- [How to complete this task] Which lines of the entries hold the string "authorized"? Copy each one.

Extracted data entries
Start of Block
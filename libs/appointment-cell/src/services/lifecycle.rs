// libs/appointment-cell/src/services/lifecycle.rs
use chrono::{DateTime, NaiveDate, NaiveTime, Timelike, Utc};
use tracing::{debug, warn};

use shared_models::auth::{Actor, Role};

use crate::models::{
    fits_in_day, Appointment, AppointmentError, AppointmentStatus, MAX_DURATION_MINUTES,
    MIN_DURATION_MINUTES,
};

/// Transition table and actor rules for appointments. Stateless.
#[derive(Debug, Clone, Copy, Default)]
pub struct AppointmentLifecycleService;

impl AppointmentLifecycleService {
    pub fn new() -> Self {
        Self
    }

    /// Validate that a status transition is allowed
    pub fn validate_status_transition(
        &self,
        current_status: &AppointmentStatus,
        new_status: &AppointmentStatus,
    ) -> Result<(), AppointmentError> {
        debug!("Validating status transition from {} to {}", current_status, new_status);

        if !self.get_valid_transitions(current_status).contains(new_status) {
            warn!("Invalid status transition attempted: {} -> {}", current_status, new_status);
            return Err(AppointmentError::InvalidStatusTransition {
                from: *current_status,
                to: *new_status,
            });
        }

        Ok(())
    }

    /// Get all valid next statuses for a given current status
    pub fn get_valid_transitions(&self, current_status: &AppointmentStatus) -> Vec<AppointmentStatus> {
        match current_status {
            AppointmentStatus::Pending => vec![
                AppointmentStatus::Accepted,
                AppointmentStatus::Cancelled,
            ],
            AppointmentStatus::Accepted => vec![
                AppointmentStatus::Completed,
                AppointmentStatus::Cancelled,
            ],
            // Terminal states - no transitions allowed
            AppointmentStatus::Completed => vec![],
            AppointmentStatus::Cancelled => vec![],
        }
    }

    /// Provider-side actors may accept, complete and cancel their own
    /// appointments; clients may only cancel their own.
    pub fn authorize_transition(
        &self,
        actor: &Actor,
        appointment: &Appointment,
        new_status: &AppointmentStatus,
    ) -> Result<(), AppointmentError> {
        match actor.role {
            Role::Admin => Ok(()),
            Role::Professional | Role::CompanyEmployee => {
                if appointment.provider_id != actor.id {
                    return Err(AppointmentError::Forbidden(
                        "Only the assigned provider can change this appointment".to_string()
                    ));
                }
                Ok(())
            }
            Role::Client => {
                if appointment.client_id != actor.id {
                    return Err(AppointmentError::Forbidden(
                        "Clients can only change their own appointments".to_string()
                    ));
                }
                if *new_status != AppointmentStatus::Cancelled {
                    return Err(AppointmentError::Forbidden(
                        format!("Clients cannot move an appointment to {}", new_status)
                    ));
                }
                Ok(())
            }
        }
    }

    /// Either party of the appointment, or an admin, may move it.
    pub fn authorize_reschedule(
        &self,
        actor: &Actor,
        appointment: &Appointment,
    ) -> Result<(), AppointmentError> {
        let allowed = match actor.role {
            Role::Admin => true,
            Role::Client => appointment.client_id == actor.id,
            Role::Professional | Role::CompanyEmployee => appointment.provider_id == actor.id,
        };

        if !allowed {
            return Err(AppointmentError::Forbidden(
                "Not authorized to reschedule this appointment".to_string()
            ));
        }
        Ok(())
    }

    /// Clients book for themselves, providers book into their own calendar.
    pub fn authorize_booking(
        &self,
        actor: &Actor,
        client_id: uuid::Uuid,
        provider_id: uuid::Uuid,
    ) -> Result<(), AppointmentError> {
        let allowed = match actor.role {
            Role::Admin => true,
            Role::Client => client_id == actor.id,
            Role::Professional | Role::CompanyEmployee => provider_id == actor.id,
        };

        if !allowed {
            return Err(AppointmentError::Forbidden(
                "Not authorized to book appointment for this client or provider".to_string()
            ));
        }
        Ok(())
    }

    pub fn validate_duration(&self, duration_minutes: i32) -> Result<(), AppointmentError> {
        if !(MIN_DURATION_MINUTES..=MAX_DURATION_MINUTES).contains(&duration_minutes) {
            return Err(AppointmentError::ValidationError(format!(
                "Duration must be between {} and {} minutes",
                MIN_DURATION_MINUTES, MAX_DURATION_MINUTES
            )));
        }
        Ok(())
    }

    /// Validate appointment timing constraints
    pub fn validate_appointment_timing(
        &self,
        scheduled_date: NaiveDate,
        scheduled_time: NaiveTime,
        duration_minutes: i32,
        current_time: DateTime<Utc>,
    ) -> Result<(), AppointmentError> {
        if scheduled_time.second() != 0 || scheduled_time.nanosecond() != 0 {
            return Err(AppointmentError::InvalidTime(
                "Appointment time must be given in whole minutes".to_string()
            ));
        }

        // Appointment must be in the future
        if scheduled_date.and_time(scheduled_time) <= current_time.naive_utc() {
            return Err(AppointmentError::InvalidTime(
                "Appointment must be scheduled for a future time".to_string()
            ));
        }

        if !fits_in_day(scheduled_time, duration_minutes) {
            return Err(AppointmentError::InvalidTime(
                "Appointment must end on the day it starts".to_string()
            ));
        }

        Ok(())
    }
}

#[cfg(test)]
mod tests {
    use super::*;
    use assert_matches::assert_matches;
    use chrono::TimeZone;
    use uuid::Uuid;

    const ALL: [AppointmentStatus; 4] = [
        AppointmentStatus::Pending,
        AppointmentStatus::Accepted,
        AppointmentStatus::Completed,
        AppointmentStatus::Cancelled,
    ];

    fn appointment(client_id: Uuid, provider_id: Uuid) -> Appointment {
        let now = Utc::now();
        Appointment {
            id: Uuid::new_v4(),
            client_id,
            provider_id,
            service_id: Uuid::new_v4(),
            scheduled_date: NaiveDate::from_ymd_opt(2024, 12, 31).unwrap(),
            scheduled_time: NaiveTime::from_hms_opt(14, 0, 0).unwrap(),
            duration_minutes: 30,
            status: AppointmentStatus::Pending,
            location: None,
            notes: None,
            created_at: now,
            updated_at: now,
        }
    }

    #[test]
    fn test_transition_table() {
        let service = AppointmentLifecycleService::new();

        let legal = [
            (AppointmentStatus::Pending, AppointmentStatus::Accepted),
            (AppointmentStatus::Pending, AppointmentStatus::Cancelled),
            (AppointmentStatus::Accepted, AppointmentStatus::Completed),
            (AppointmentStatus::Accepted, AppointmentStatus::Cancelled),
        ];

        for from in ALL {
            for to in ALL {
                let result = service.validate_status_transition(&from, &to);
                if legal.contains(&(from, to)) {
                    assert!(result.is_ok(), "{} -> {} should be legal", from, to);
                } else {
                    assert_matches!(result, Err(AppointmentError::InvalidStatusTransition { .. }));
                }
            }
        }
    }

    #[test]
    fn test_terminal_states_have_no_exits() {
        let service = AppointmentLifecycleService::new();

        assert!(service.get_valid_transitions(&AppointmentStatus::Completed).is_empty());
        assert!(service.get_valid_transitions(&AppointmentStatus::Cancelled).is_empty());
    }

    #[test]
    fn test_client_may_only_cancel_own() {
        let service = AppointmentLifecycleService::new();
        let client_id = Uuid::new_v4();
        let apt = appointment(client_id, Uuid::new_v4());

        let owner = Actor::client(client_id);
        assert!(service.authorize_transition(&owner, &apt, &AppointmentStatus::Cancelled).is_ok());
        assert_matches!(
            service.authorize_transition(&owner, &apt, &AppointmentStatus::Accepted),
            Err(AppointmentError::Forbidden(_))
        );

        let stranger = Actor::client(Uuid::new_v4());
        assert_matches!(
            service.authorize_transition(&stranger, &apt, &AppointmentStatus::Cancelled),
            Err(AppointmentError::Forbidden(_))
        );
    }

    #[test]
    fn test_provider_side_actors() {
        let service = AppointmentLifecycleService::new();
        let provider_id = Uuid::new_v4();
        let apt = appointment(Uuid::new_v4(), provider_id);

        for actor in [Actor::professional(provider_id), Actor::company_employee(provider_id)] {
            assert!(service.authorize_transition(&actor, &apt, &AppointmentStatus::Accepted).is_ok());
            assert!(service.authorize_transition(&actor, &apt, &AppointmentStatus::Completed).is_ok());
        }

        let other_provider = Actor::professional(Uuid::new_v4());
        assert_matches!(
            service.authorize_transition(&other_provider, &apt, &AppointmentStatus::Accepted),
            Err(AppointmentError::Forbidden(_))
        );

        let admin = Actor::admin(Uuid::new_v4());
        assert!(service.authorize_transition(&admin, &apt, &AppointmentStatus::Completed).is_ok());
    }

    #[test]
    fn test_timing_rules() {
        let service = AppointmentLifecycleService::new();
        let now = Utc.with_ymd_and_hms(2024, 12, 1, 8, 0, 0).unwrap();
        let date = NaiveDate::from_ymd_opt(2024, 12, 31).unwrap();

        assert!(service.validate_appointment_timing(date, NaiveTime::from_hms_opt(14, 0, 0).unwrap(), 30, now).is_ok());

        let past = NaiveDate::from_ymd_opt(2024, 11, 30).unwrap();
        assert_matches!(
            service.validate_appointment_timing(past, NaiveTime::from_hms_opt(14, 0, 0).unwrap(), 30, now),
            Err(AppointmentError::InvalidTime(_))
        );

        assert_matches!(
            service.validate_appointment_timing(date, NaiveTime::from_hms_opt(14, 0, 30).unwrap(), 30, now),
            Err(AppointmentError::InvalidTime(_))
        );

        assert_matches!(
            service.validate_appointment_timing(date, NaiveTime::from_hms_opt(23, 45, 0).unwrap(), 30, now),
            Err(AppointmentError::InvalidTime(_))
        );
    }

    #[test]
    fn test_duration_bounds() {
        let service = AppointmentLifecycleService::new();

        assert!(service.validate_duration(30).is_ok());
        assert!(service.validate_duration(MAX_DURATION_MINUTES).is_ok());
        assert_matches!(service.validate_duration(0), Err(AppointmentError::ValidationError(_)));
        assert_matches!(service.validate_duration(600), Err(AppointmentError::ValidationError(_)));
    }
}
End of Block
- [Response to this task]
                "Not authorized to reschedule this appointment".to_string()
                "Not authorized to book appointment for this client or provider".to_string()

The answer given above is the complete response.